User authentication is a key component of any security program. This fact has remained unchanged and has become even more pronounced as companies look to continue to support a remote workforce even after the forced office closures from the pandemic come to an end. The rise in account takeovers that ultimately lead to online fraud or further security breaches during the pandemic has highlighted the importance of a robust authentication solution. Furthermore, it has become common for remote workers connect to sensitive corporate resources from home using shared devices with multiple end users. This situation provides a significant challenge for security teams as they try to secure remote access to the corporate network and resources, and the first challenge in that process is accurately authenticating the end user.
All authentication systems have the goal of verifying the identity of the user, but with the increased complexity that is the reality of the remote work environment, traditional approaches are quickly becoming inadequate. Many companies have already moved past basic password authentication and adopted multi-factor authentication, however, a big issue with most MFA solutions is that they are a one-time check done at login, leaving the user unchallenged for the remainder of their session. If a user gets up to take a break or another user on the same device uses it for a different purpose, the session is unchanged and unchallenged, leading to a potential vector of compromise.
Authentication in the New Reality
Continuously validating a user’s identity as they continue to access sensitive company resources throughout the day will improve access protection. This idea is what TAG Cyber recently discussed with BehavioSec. BehavioSec provides a platform that continuously analyzes and verifies user identity throughout a logged in session through the use of behavioral biometrics. BehavioSec builds profiles of users by tracking metadata tied to the behavior of how the user interacts with a device—from typing patterns and mouse movements on a desktop to gyroscope, accelerometer, and touch screen interaction on a mobile device—and combining it with globally known information like device data, user location, and information about the application being used for remote access. These profiles allow BehavioSec to determine if any anomalies in user behavior are observed and if the user is who they claim to be. The profiles also clearly define the distinct patterns of automated tools, aiding in the detection of bots and other automated activity.
Using the profiles as a baseline, BehavioSec can detect anomalous behaviors within user interactions that might indicate fraud, bot activity, or that a different user is now interacting with the application or service. When detected, they can challenge the end user with a step-up authentication action to ensure only the correct user is allowed access to sensitive applications and services.
The idea with BehavioSec is not to replace an existing C/IAM solution, but to enhance it with signals, enabling the choice to add friction to an authentication process only when anomalous behavior patterns appear.

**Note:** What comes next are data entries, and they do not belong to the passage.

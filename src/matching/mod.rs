pub mod confirmer;
pub mod dimensions;
pub mod index;
pub mod retriever;
pub mod search_text;

pub use confirmer::*;
pub use dimensions::*;
pub use index::*;
pub use retriever::*;
pub use search_text::*;

use thiserror::Error;

#[derive(Error, Debug)]
pub enum MatchError {
    #[error("Embedding provider failed: {0}")]
    Embedding(#[from] crate::llm::LlmError),

    #[error("Embedding cache error: {0}")]
    Cache(String),

    #[error("I/O error: {0}")]
    Io(#[from] std::io::Error),
}
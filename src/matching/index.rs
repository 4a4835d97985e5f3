//! Product embedding index with an mtime-keyed binary cache.
//!
//! All product search texts are embedded once per catalog version. The
//! cache file name carries the catalog file's modification time, so a
//! catalog change (sync) invalidates the cache by construction. Stale
//! index files are removed when a new one is written.

use std::path::{Path, PathBuf};
use std::sync::Arc;
use std::time::UNIX_EPOCH;

use serde::{Deserialize, Serialize};

use crate::catalog::CatalogStore;
use crate::llm::EmbeddingClient;
use crate::models::Product;

use super::search_text::product_search_text;
use super::MatchError;

/// Embedding batch size per provider call.
const EMBED_BATCH: usize = 64;

#[derive(Debug, Serialize, Deserialize)]
pub struct EmbeddingIndex {
    product_ids: Vec<i64>,
    vectors: Vec<Vec<f32>>,
}

impl EmbeddingIndex {
    /// Embed all product search texts.
    pub fn build(
        products: &[Product],
        embedder: &dyn EmbeddingClient,
    ) -> Result<Self, MatchError> {
        let texts: Vec<String> = products.iter().map(product_search_text).collect();
        let mut vectors = Vec::with_capacity(texts.len());

        for chunk in texts.chunks(EMBED_BATCH) {
            vectors.extend(embedder.embed(chunk)?);
        }

        tracing::info!(products = products.len(), "Embedding index built");
        Ok(Self {
            product_ids: products.iter().map(|p| p.id).collect(),
            vectors,
        })
    }

    /// Load the cache for the current catalog mtime, or build and cache.
    pub fn load_or_build(
        store: &CatalogStore,
        embedder: &dyn EmbeddingClient,
        embeddings_dir: &Path,
    ) -> Result<Arc<Self>, MatchError> {
        let cache_path = Self::cache_path(store, embeddings_dir);

        if let Some(path) = &cache_path {
            if path.exists() {
                match Self::read_cache(path) {
                    Ok(index) => {
                        tracing::info!(path = %path.display(), "Embedding index loaded from cache");
                        return Ok(Arc::new(index));
                    }
                    Err(e) => {
                        tracing::warn!(path = %path.display(), error = %e, "Embedding cache unreadable — rebuilding");
                    }
                }
            }
        }

        let snapshot = store.snapshot();
        let index = Self::build(snapshot.all_products(), embedder)?;

        if let Some(path) = &cache_path {
            if let Err(e) = index.write_cache(path, embeddings_dir) {
                tracing::warn!(error = %e, "Failed to persist embedding cache");
            }
        }
        Ok(Arc::new(index))
    }

    fn cache_path(store: &CatalogStore, embeddings_dir: &Path) -> Option<PathBuf> {
        let mtime = store.products_mtime()?;
        let secs = mtime.duration_since(UNIX_EPOCH).ok()?.as_secs();
        Some(embeddings_dir.join(format!("index_{secs}.bin")))
    }

    fn read_cache(path: &Path) -> Result<Self, MatchError> {
        let bytes = std::fs::read(path)?;
        bincode::deserialize(&bytes).map_err(|e| MatchError::Cache(e.to_string()))
    }

    fn write_cache(&self, path: &Path, embeddings_dir: &Path) -> Result<(), MatchError> {
        std::fs::create_dir_all(embeddings_dir)?;

        // Drop indexes for older catalog versions.
        if let Ok(entries) = std::fs::read_dir(embeddings_dir) {
            for entry in entries.flatten() {
                let name = entry.file_name();
                let name = name.to_string_lossy();
                if name.starts_with("index_") && name.ends_with(".bin") {
                    let _ = std::fs::remove_file(entry.path());
                }
            }
        }

        let bytes = bincode::serialize(self).map_err(|e| MatchError::Cache(e.to_string()))?;
        crate::fsio::write_atomic(path, &bytes).map_err(|e| MatchError::Cache(e.to_string()))?;
        tracing::info!(path = %path.display(), "Embedding index cached");
        Ok(())
    }

    /// Cosine top-K against the product matrix, keeping candidates at or
    /// above the similarity floor.
    pub fn top_k(&self, query: &[f32], k: usize, floor: f32) -> Vec<(i64, f32)> {
        let mut scored: Vec<(i64, f32)> = self
            .product_ids
            .iter()
            .zip(&self.vectors)
            .map(|(&id, vector)| (id, cosine_similarity(query, vector)))
            .filter(|(_, score)| *score >= floor)
            .collect();

        scored.sort_by(|a, b| b.1.partial_cmp(&a.1).unwrap_or(std::cmp::Ordering::Equal));
        scored.truncate(k);
        scored
    }

    pub fn is_empty(&self) -> bool {
        self.product_ids.is_empty()
    }

    pub fn len(&self) -> usize {
        self.product_ids.len()
    }
}

pub fn cosine_similarity(a: &[f32], b: &[f32]) -> f32 {
    if a.len() != b.len() || a.is_empty() {
        return 0.0;
    }

    let dot: f32 = a.iter().zip(b.iter()).map(|(x, y)| x * y).sum();
    let norm_a: f32 = a.iter().map(|x| x * x).sum::<f32>().sqrt();
    let norm_b: f32 = b.iter().map(|x| x * x).sum::<f32>().sqrt();

    if norm_a == 0.0 || norm_b == 0.0 {
        return 0.0;
    }
    dot / (norm_a * norm_b)
}
pub mod backoff;
pub mod factory;
pub mod health;
pub mod supervisor;

pub use backoff::*;
pub use factory::*;
pub use health::*;
pub use supervisor::*;

use thiserror::Error;

#[derive(Error, Debug)]
pub enum SupervisorError {
    #[error("Initialization failed: {0}")]
    Init(String),
}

The concept of user behavioral biometrics is not new, but the application of machine learning to find meaning within the captured behavioral data is what is finally making the concept a feasible solution. The risk score provided by BehavioSec’s machine learning algorithms provides a needed behavioral dimension to the verification of user identity, and the continuous verification allows BehavioSec to ensure the user is the expected user throughout the session rather than just checking at login.

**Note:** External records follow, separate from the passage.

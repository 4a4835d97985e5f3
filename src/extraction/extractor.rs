//! The extractor: one LLM call per message, schema-validated, with a
//! single bounded repair attempt.
//!
//! The flow is a small state machine:
//! `Call → Validate → { Accept | Repair(once) → Call → Validate → { Accept | Fail } }`.

use std::sync::{Arc, Mutex};

use crate::llm::{LlmClient, LlmParams};
use crate::models::{Extraction, TrainingExample};

use super::prompt::{
    build_extraction_prompt, build_repair_prompt, extraction_schema, PromptExample,
};
use super::validate::{validate_extraction, ValidationContext};
use super::ExtractionError;

/// How many few-shot examples the prompt carries at most.
const MAX_PROMPT_EXAMPLES: usize = 5;

/// Input excerpt length kept per few-shot example.
const EXAMPLE_EXCERPT_CHARS: usize = 600;

pub struct Extractor {
    llm: Arc<dyn LlmClient>,
    own_company_aliases: Vec<String>,
    generic_nouns: Vec<String>,
    /// Few-shot examples, refreshed by [`Extractor::retrain_with`].
    examples: Mutex<Vec<PromptExample>>,
}

impl Extractor {
    pub fn new(
        llm: Arc<dyn LlmClient>,
        own_company_aliases: Vec<String>,
        generic_nouns: Vec<String>,
    ) -> Self {
        Self {
            llm,
            own_company_aliases,
            generic_nouns,
            examples: Mutex::new(Vec::new()),
        }
    }

    /// Extract structured intent from one cleaned message.
    pub fn extract(&self, cleaned_text: &str, sender: &str) -> Result<Extraction, ExtractionError> {
        if cleaned_text.trim().is_empty() {
            return Err(ExtractionError::EmptyInput);
        }

        let schema = extraction_schema();
        let params = LlmParams::default();
        let examples = self.examples.lock().unwrap_or_else(|e| e.into_inner()).clone();
        let ctx = ValidationContext {
            sender,
            cleaned_text,
            own_company_aliases: &self.own_company_aliases,
            generic_nouns: &self.generic_nouns,
        };

        let prompt = build_extraction_prompt(cleaned_text, sender, &examples);
        let first = self.llm.complete(&prompt, &schema, &params)?;

        let complaints = match validate_extraction(&first, &ctx) {
            Ok(extraction) => return Ok(extraction),
            Err(complaints) => complaints,
        };

        tracing::info!(
            complaints = complaints.len(),
            "Extraction rejected by validator — one repair attempt"
        );

        let repair = build_repair_prompt(cleaned_text, sender, &first, &complaints);
        let second = self.llm.complete(&repair, &schema, &params)?;

        validate_extraction(&second, &ctx).map_err(|complaints| {
            tracing::warn!(
                complaints = complaints.len(),
                "Extraction repair failed — surfacing schema violation"
            );
            ExtractionError::SchemaViolation { complaints }
        })
    }

    /// Refresh the few-shot prompt examples from the training store.
    ///
    /// Bounded and synchronous: the highest-weight examples become the
    /// prompt's example block. Returns how many are now active.
    pub fn retrain_with(&self, training: &[TrainingExample]) -> usize {
        let mut sorted: Vec<&TrainingExample> = training.iter().collect();
        sorted.sort_by(|a, b| b.weight.partial_cmp(&a.weight).unwrap_or(std::cmp::Ordering::Equal));

        let refreshed: Vec<PromptExample> = sorted
            .into_iter()
            .take(MAX_PROMPT_EXAMPLES)
            .map(|ex| PromptExample {
                input_excerpt: ex.input.chars().take(EXAMPLE_EXCERPT_CHARS).collect(),
                expected_json: ex.expected_output.clone(),
            })
            .collect();

        let count = refreshed.len();
        *self.examples.lock().unwrap_or_else(|e| e.into_inner()) = refreshed;
        tracing::info!(examples = count, "Extractor refreshed from training store");
        count
    }

    pub fn active_example_count(&self) -> usize {
        self.examples.lock().unwrap_or_else(|e| e.into_inner()).len()
    }
}
//! Small filesystem helpers shared by the catalog, audit and health writers.
//!
//! Every state file in the data directory is written atomically: the
//! content goes to a temporary file in the target's directory which is
//! renamed over the target, so readers never observe a torn write.

use std::fs;
use std::io::Write;
use std::path::Path;

use serde::Serialize;

/// Errors from atomic filesystem operations.
#[derive(Debug, thiserror::Error)]
pub enum FsError {
    #[error("I/O error at {path}: {source}")]
    Io {
        path: String,
        #[source]
        source: std::io::Error,
    },

    #[error("Serialization failed for {path}: {0}", path = .1)]
    Serialize(#[source] serde_json::Error, String),
}

fn io_err(path: &Path, source: std::io::Error) -> FsError {
    FsError::Io {
        path: path.display().to_string(),
        source,
    }
}

/// Write `content` to `path` atomically (unique tmp file + rename).
pub fn write_atomic(path: &Path, content: &[u8]) -> Result<(), FsError> {
    let parent = match path.parent() {
        Some(p) if !p.as_os_str().is_empty() => p.to_path_buf(),
        _ => std::path::PathBuf::from("."),
    };
    fs::create_dir_all(&parent).map_err(|e| io_err(&parent, e))?;

    let mut tmp = tempfile::NamedTempFile::new_in(&parent).map_err(|e| io_err(&parent, e))?;
    tmp.write_all(content).map_err(|e| io_err(path, e))?;
    tmp.as_file().sync_all().map_err(|e| io_err(path, e))?;
    tmp.persist(path).map_err(|e| io_err(path, e.error))?;
    Ok(())
}

/// Serialize `value` as pretty JSON and write it atomically.
pub fn write_json_atomic<T: Serialize>(path: &Path, value: &T) -> Result<(), FsError> {
    let json = serde_json::to_vec_pretty(value)
        .map_err(|e| FsError::Serialize(e, path.display().to_string()))?;
    write_atomic(path, &json)
}

/// Append one JSON line to a `.jsonl` file, creating it if needed.
pub fn append_jsonl<T: Serialize>(path: &Path, value: &T) -> Result<(), FsError> {
    if let Some(parent) = path.parent() {
        fs::create_dir_all(parent).map_err(|e| io_err(parent, e))?;
    }

    let line = serde_json::to_string(value)
        .map_err(|e| FsError::Serialize(e, path.display().to_string()))?;

    let mut file = fs::OpenOptions::new()
        .create(true)
        .append(true)
        .open(path)
        .map_err(|e| io_err(path, e))?;
    writeln!(file, "{line}").map_err(|e| io_err(path, e))
}

/// Read every record of a `.jsonl` file. Missing file yields an empty vec;
/// unparseable lines are skipped with a warning.
pub fn read_jsonl<T: serde::de::DeserializeOwned>(path: &Path) -> Result<Vec<T>, FsError> {
    if !path.exists() {
        return Ok(Vec::new());
    }

    let content = fs::read_to_string(path).map_err(|e| io_err(path, e))?;
    let mut records = Vec::new();
    for (idx, line) in content.lines().enumerate() {
        if line.trim().is_empty() {
            continue;
        }
        match serde_json::from_str(line) {
            Ok(rec) => records.push(rec),
            Err(e) => {
                tracing::warn!(
                    path = %path.display(),
                    line = idx + 1,
                    error = %e,
                    "Skipping unparseable jsonl line"
                );
            }
        }
    }
    Ok(records)
}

As workforces continue to work remotely, continuous validation of user identity will play a large role in securing remote access. Security teams not only have to monitor and secure the remote connection, but now must contend with the potential of multiple users on the same device performing different tasks. The real challenge in addressing this untrusted access will be creating a solution that is simple to deploy and transparent to the user, which BehavioSec has accomplished with their server-side deployment. While BehavioSec has traditionally found success in the financial market where most deployments are done on premises, the next step will be to offer easier access to this additional protection for organizations in other markets and for organizations that have embraced cloud-based services.